2. The synthesis method according to claim 1, characterized in that, The mass ratio of the inert solvent to methyl ethyl ketone is (1:3) to (3:1).
3. The synthesis method according to any one of claims 1-2, characterized in that, The inert solvent includes a first inert solvent and a second inert solvent. The first inert solvent is different from the second inert solvent. The first inert solvent and the second inert solvent each independently include at least one of benzene, toluene, dimethylformamide, xylene, cyclohexane, dimethyl sulfoxide, diethyl ether, methanol, ethanol, acetone, acetonitrile, and dichloromethane.
4. The synthesis method according to claim 3, characterized in that, The mass ratio of the first inert solvent to the second inert solvent is (1:2) to (2:1).
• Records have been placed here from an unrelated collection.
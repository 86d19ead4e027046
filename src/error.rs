use thiserror::Error;

/// Failure reported by an introspection backend.
///
/// Collectors never let these escape; each one is folded into a sentinel
/// before a category is returned.
#[derive(Error, Debug)]
pub enum QueryError {
    /// The management/introspection layer is not installed or not reachable
    #[error("{capability} is unavailable on this system")]
    CapabilityUnavailable { capability: String },

    /// The query ran but the backend rejected it or returned garbage
    #[error("Query failed: {message}")]
    Query { message: String },

    /// Reading an OS introspection source failed
    #[error("I/O error: {0}")]
    Io(#[from] std::io::Error),

    /// WMI error (Windows only)
    #[cfg(windows)]
    #[error("WMI query failed: {0}")]
    Wmi(#[from] wmi::WMIError),
}

impl QueryError {
    pub fn unavailable(capability: impl Into<String>) -> Self {
        Self::CapabilityUnavailable {
            capability: capability.into(),
        }
    }

    pub fn query(message: impl Into<String>) -> Self {
        Self::Query {
            message: message.into(),
        }
    }
}

/// Process-level errors raised outside the collector.
#[derive(Error, Debug)]
pub enum AppError {
    #[error("Failed to serialize snapshot as JSON: {0}")]
    Json(#[from] serde_json::Error),

    #[error("Failed to serialize snapshot as YAML: {0}")]
    Yaml(#[from] serde_yaml::Error),
}

#[cfg(test)]
mod tests {
    use super::*;

    #[test]
    fn test_unavailable_message_names_capability() {
        let err = QueryError::unavailable("WMI (root\\cimv2)");
        assert_eq!(err.to_string(), "WMI (root\\cimv2) is unavailable on this system");
    }

    #[test]
    fn test_io_error_converts() {
        let io = std::io::Error::new(std::io::ErrorKind::PermissionDenied, "access denied");
        let err: QueryError = io.into();
        assert!(err.to_string().contains("access denied"));
    }
}
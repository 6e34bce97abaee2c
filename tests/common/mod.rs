use std::fs;
use std::os::unix::fs::PermissionsExt;
use std::path::{Path, PathBuf};

/// Creates the firmware image in the output directory the tool was given.
pub const PRODUCE_IMAGE: &str =
    "mkdir -p \"$OUT/zephyr\" && printf 'uf2-image' > \"$OUT/zephyr/zmk.uf2\"";

/// Writes a stand-in build tool into `dir` and returns its path.
///
/// The script records its arguments in `invocation.txt` in its working
/// directory, then runs `body` with `$OUT` bound to the output directory.
pub fn fake_tool(dir: &Path, body: &str) -> PathBuf {
    let path = dir.join("fake-west");
    let script = format!(
        "#!/bin/sh\nprintf '%s\\n' \"$@\" >> invocation.txt\nOUT=\"$4\"\n{}\n",
        body
    );
    fs::write(&path, script).unwrap();
    fs::set_permissions(&path, fs::Permissions::from_mode(0o755)).unwrap();
    path
}
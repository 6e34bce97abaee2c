use crate::cli::RunMode;
use crate::core::{format_duration, BuildTarget, RunResult};
use crate::detection::ResolvedConfig;
use crate::BuildRunner;
use std::io::Write;
use std::path::PathBuf;
use std::time::Instant;
use tokio::fs;
use tokio::io::{AsyncBufRead, AsyncBufReadExt};
use tracing::{debug, info, warn};

const PROMPT: &str = "Build both left and right halves? [Y/n] ";

#[derive(Debug, Clone, Copy, PartialEq, Eq)]
pub enum Confirmation {
    Affirm,
    Decline,
    Invalid,
}

/// Interprets a yes/no answer. An empty answer counts as yes.
pub fn parse_confirmation(answer: &str) -> Confirmation {
    let answer = answer.trim();
    if answer.is_empty() || answer.eq_ignore_ascii_case("y") || answer.eq_ignore_ascii_case("yes") {
        Confirmation::Affirm
    } else if answer.eq_ignore_ascii_case("n") || answer.eq_ignore_ascii_case("no") {
        Confirmation::Decline
    } else {
        Confirmation::Invalid
    }
}

pub struct Orchestrator<R> {
    runner: R,
    config: ResolvedConfig,
    build_root: PathBuf,
}

impl<R: BuildRunner> Orchestrator<R> {
    pub fn new(runner: R, config: ResolvedConfig, build_root: impl Into<PathBuf>) -> Self {
        Self {
            runner,
            config,
            build_root: build_root.into(),
        }
    }

    pub fn runner(&self) -> &R {
        &self.runner
    }

    pub async fn run<I>(&self, mode: RunMode, input: I) -> RunResult
    where
        I: AsyncBufRead + Unpin,
    {
        match mode {
            RunMode::Single(BuildTarget::Reset) => self.run_reset().await,
            RunMode::Single(target) => self.run_half(target).await,
            RunMode::Interactive => self.run_interactive(input).await,
        }
    }

    async fn run_reset(&self) -> RunResult {
        let start_time = Instant::now();
        let outcome = self.runner.execute(BuildTarget::Reset, &self.config).await;
        let total_secs = start_time.elapsed().as_secs();

        println!("Total time: {}", format_duration(total_secs));
        RunResult {
            outcomes: vec![outcome],
            total_secs,
            aborted: false,
        }
    }

    // Failure of a single half exits without the total-time line.
    async fn run_half(&self, target: BuildTarget) -> RunResult {
        let start_time = Instant::now();
        let outcome = self.runner.execute(target, &self.config).await;
        let total_secs = start_time.elapsed().as_secs();

        if outcome.success {
            println!("Total time: {}", format_duration(total_secs));
        }
        RunResult {
            outcomes: vec![outcome],
            total_secs,
            aborted: false,
        }
    }

    async fn run_interactive<I>(&self, mut input: I) -> RunResult
    where
        I: AsyncBufRead + Unpin,
    {
        print!("{}", PROMPT);
        if let Err(e) = std::io::stdout().flush() {
            debug!("Failed to flush prompt: {}", e);
        }

        let mut answer = String::new();
        if let Err(e) = input.read_line(&mut answer).await {
            warn!("Failed to read confirmation: {}", e);
            println!("Could not read an answer, build cancelled");
            return RunResult::aborted();
        }

        match parse_confirmation(&answer) {
            Confirmation::Affirm => self.run_both().await,
            Confirmation::Decline | Confirmation::Invalid => {
                info!("Build declined with answer {:?}", answer.trim());
                println!("Build cancelled");
                RunResult::aborted()
            }
        }
    }

    async fn run_both(&self) -> RunResult {
        if let Err(e) = fs::create_dir_all(&self.build_root).await {
            eprintln!("Error: could not create {}: {}", self.build_root.display(), e);
            return RunResult::aborted();
        }

        let start_time = Instant::now();
        let mut outcomes = Vec::with_capacity(2);
        for target in [BuildTarget::Left, BuildTarget::Right] {
            let outcome = self.runner.execute(target, &self.config).await;
            let success = outcome.success;
            outcomes.push(outcome);
            if !success {
                return RunResult {
                    outcomes,
                    total_secs: start_time.elapsed().as_secs(),
                    aborted: false,
                };
            }
        }
        let total_secs = start_time.elapsed().as_secs();

        println!();
        println!("Both halves built in {}", format_duration(total_secs));
        for outcome in &outcomes {
            if let Some(path) = &outcome.artifact_path {
                println!("  {:<6} {}", outcome.target.name(), path.display());
            }
        }

        RunResult {
            outcomes,
            total_secs,
            aborted: false,
        }
    }
}

#[cfg(test)]
mod tests {
    use super::*;

    #[test]
    fn test_parse_confirmation() {
        assert_eq!(parse_confirmation(""), Confirmation::Affirm);
        assert_eq!(parse_confirmation("\n"), Confirmation::Affirm);
        assert_eq!(parse_confirmation("y"), Confirmation::Affirm);
        assert_eq!(parse_confirmation("YES\n"), Confirmation::Affirm);
        assert_eq!(parse_confirmation("Yes"), Confirmation::Affirm);
        assert_eq!(parse_confirmation("n"), Confirmation::Decline);
        assert_eq!(parse_confirmation("No"), Confirmation::Decline);
        assert_eq!(parse_confirmation("maybe"), Confirmation::Invalid);
        assert_eq!(parse_confirmation("yep"), Confirmation::Invalid);
    }
}
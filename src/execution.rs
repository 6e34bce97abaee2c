use crate::core::{format_duration, BuildOutcome, BuildTarget};
use crate::detection::ResolvedConfig;
use crate::error::BuildError;
use std::ffi::OsString;
use std::path::{Path, PathBuf};
use std::process::Stdio;
use std::time::Instant;
use tokio::fs;
use tokio::process::Command;

/// Build tool invoked when nothing else is configured.
pub const DEFAULT_BUILD_TOOL: &str = "west";

#[derive(Debug, Clone)]
pub struct BuildSettings {
    /// Directory the build tool runs in; `build/` lives under it.
    pub workspace_root: PathBuf,
    pub program: String,
}

impl BuildSettings {
    pub fn new(workspace_root: impl Into<PathBuf>) -> Self {
        Self {
            workspace_root: workspace_root.into(),
            program: DEFAULT_BUILD_TOOL.to_string(),
        }
    }

    pub fn with_program(mut self, program: impl Into<String>) -> Self {
        self.program = program.into();
        self
    }

    pub fn build_root(&self) -> PathBuf {
        self.workspace_root.join(crate::core::BUILD_ROOT)
    }
}

/// Arguments for one pristine build of `target`.
pub fn build_args(target: BuildTarget, config: &ResolvedConfig) -> Vec<OsString> {
    let mut args: Vec<OsString> = vec![
        "build".into(),
        "-p".into(),
        "-d".into(),
        target.output_dir().into_os_string(),
        "-b".into(),
        target.board().into(),
        "--".into(),
        format!("-DSHIELD={}", target.shield()).into(),
    ];

    if let Some(dir) = config.dir() {
        let mut define = OsString::from("-DZMK_CONFIG=");
        define.push(dir);
        args.push(define);
    }

    args
}

pub async fn execute_build(
    settings: &BuildSettings,
    target: BuildTarget,
    config: &ResolvedConfig,
) -> BuildOutcome {
    let args = build_args(target, config);
    println!(
        "==> Building {} (shield {}, board {})",
        target,
        target.shield(),
        target.board()
    );
    tracing::debug!("Running {} {:?} in {:?}", settings.program, args, settings.workspace_root);

    let start_time = Instant::now();
    let status = Command::new(&settings.program)
        .args(&args)
        .current_dir(&settings.workspace_root)
        .stdin(Stdio::null())
        .stdout(Stdio::inherit())
        .stderr(Stdio::inherit())
        .status()
        .await;
    let elapsed_secs = start_time.elapsed().as_secs();

    let status = match status {
        Ok(status) => status,
        Err(source) => {
            let failure = BuildError::Launch {
                program: settings.program.clone(),
                source,
            };
            return report_failure(target, elapsed_secs, failure);
        }
    };

    let expected = settings.workspace_root.join(target.expected_artifact());
    let artifact_exists = is_file(&expected).await;
    tracing::debug!(
        "Build tool for {} exited with {}, artifact present: {}",
        target,
        status,
        artifact_exists
    );

    if !status.success() {
        return report_failure(target, elapsed_secs, BuildError::ToolFailed(status));
    }
    if !artifact_exists {
        return report_failure(target, elapsed_secs, BuildError::ArtifactMissing(expected));
    }

    let destination = settings.workspace_root.join(target.final_artifact());
    if let Err(failure) = copy_artifact(&expected, &destination).await {
        return report_failure(target, elapsed_secs, failure);
    }

    println!("{} built successfully in {}", target, format_duration(elapsed_secs));
    println!("{}", saved_message(&destination));
    BuildOutcome::succeeded(target, elapsed_secs, destination)
}

pub fn saved_message(destination: &Path) -> String {
    format!("Firmware saved to {}", destination.display())
}

async fn copy_artifact(from: &Path, to: &Path) -> Result<(), BuildError> {
    let copy_error = |source| BuildError::Copy {
        from: from.to_path_buf(),
        to: to.to_path_buf(),
        source,
    };

    if let Some(parent) = to.parent() {
        fs::create_dir_all(parent).await.map_err(copy_error)?;
    }
    fs::copy(from, to).await.map_err(copy_error)?;
    Ok(())
}

fn report_failure(target: BuildTarget, elapsed_secs: u64, failure: BuildError) -> BuildOutcome {
    tracing::warn!("Build of {} failed: {}", target, failure);
    println!(
        "{} build failed after {}: {}",
        target,
        format_duration(elapsed_secs),
        failure
    );
    BuildOutcome::failed(target, elapsed_secs, failure)
}

async fn is_file(path: &Path) -> bool {
    fs::metadata(path)
        .await
        .map(|metadata| metadata.is_file())
        .unwrap_or(false)
}

#[cfg(test)]
mod tests {
    use super::*;
    use crate::detection::ConfigSource;

    #[test]
    fn test_args_without_config() {
        let args = build_args(BuildTarget::Left, &ResolvedConfig::absent());
        let args: Vec<String> = args
            .into_iter()
            .map(|arg| arg.to_string_lossy().into_owned())
            .collect();

        assert_eq!(
            args,
            vec!["build", "-p", "-d", "build/left", "-b", "nice_nano", "--", "-DSHIELD=corne_left"]
        );
        assert!(!args.iter().any(|arg| arg.starts_with("-DZMK_CONFIG")));
    }

    #[test]
    fn test_saved_message_names_path() {
        let path = PathBuf::from("/work/build/corne_right.uf2");
        assert!(saved_message(&path).contains("/work/build/corne_right.uf2"));
    }

    #[test]
    fn test_args_with_config() {
        let config = ResolvedConfig::found(ConfigSource::Local, PathBuf::from("/tmp/zmk-config/config"));
        let args = build_args(BuildTarget::Reset, &config);

        assert_eq!(args[3], OsString::from("build/reset"));
        assert_eq!(args[7], OsString::from("-DSHIELD=settings_reset"));
        assert_eq!(args.last(), Some(&OsString::from("-DZMK_CONFIG=/tmp/zmk-config/config")));
    }
}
5. The synthesis method according to any one of claims 1-4, characterized in that, The reaction temperature for the condensation hydrogenation reaction is 100-140℃, preferably 120-130℃.
6. The synthesis method according to any one of claims 1-5, characterized in that, The reaction pressure of the condensation hydrogenation reaction is 2-4 MPa, preferably 2-3 MPa.
7. The synthesis method according to any one of claims 1-6, characterized in that, The reaction time for the condensation hydrogenation reaction is 1-5 hours.
8. The synthesis method according to any one of claims 1-7, characterized in that, Includes the following steps: Step 1: Obtain a mixture comprising butanone, p-nitroaniline, and an inert solvent. Step 2: Perform a condensation hydrogenation reaction using the mixture. Step 3: Separate and distill the products of the condensation and hydrogenation reaction sequentially to obtain antioxidant 44PD.
9. The synthesis method according to any one of claims 1-8, characterized in that, The condensation hydrogenation reaction is carried out in the presence of a catalyst; Preferably, the catalyst comprises at least one of nickel-based, copper-based, platinum-based, or palladium-based catalysts; preferably, the catalyst support is activated carbon.
10. The synthesis method according to any one of claims 1-9, characterized in that, The mass ratio of p-nitroaniline to butanone is (1:1)-(1:10).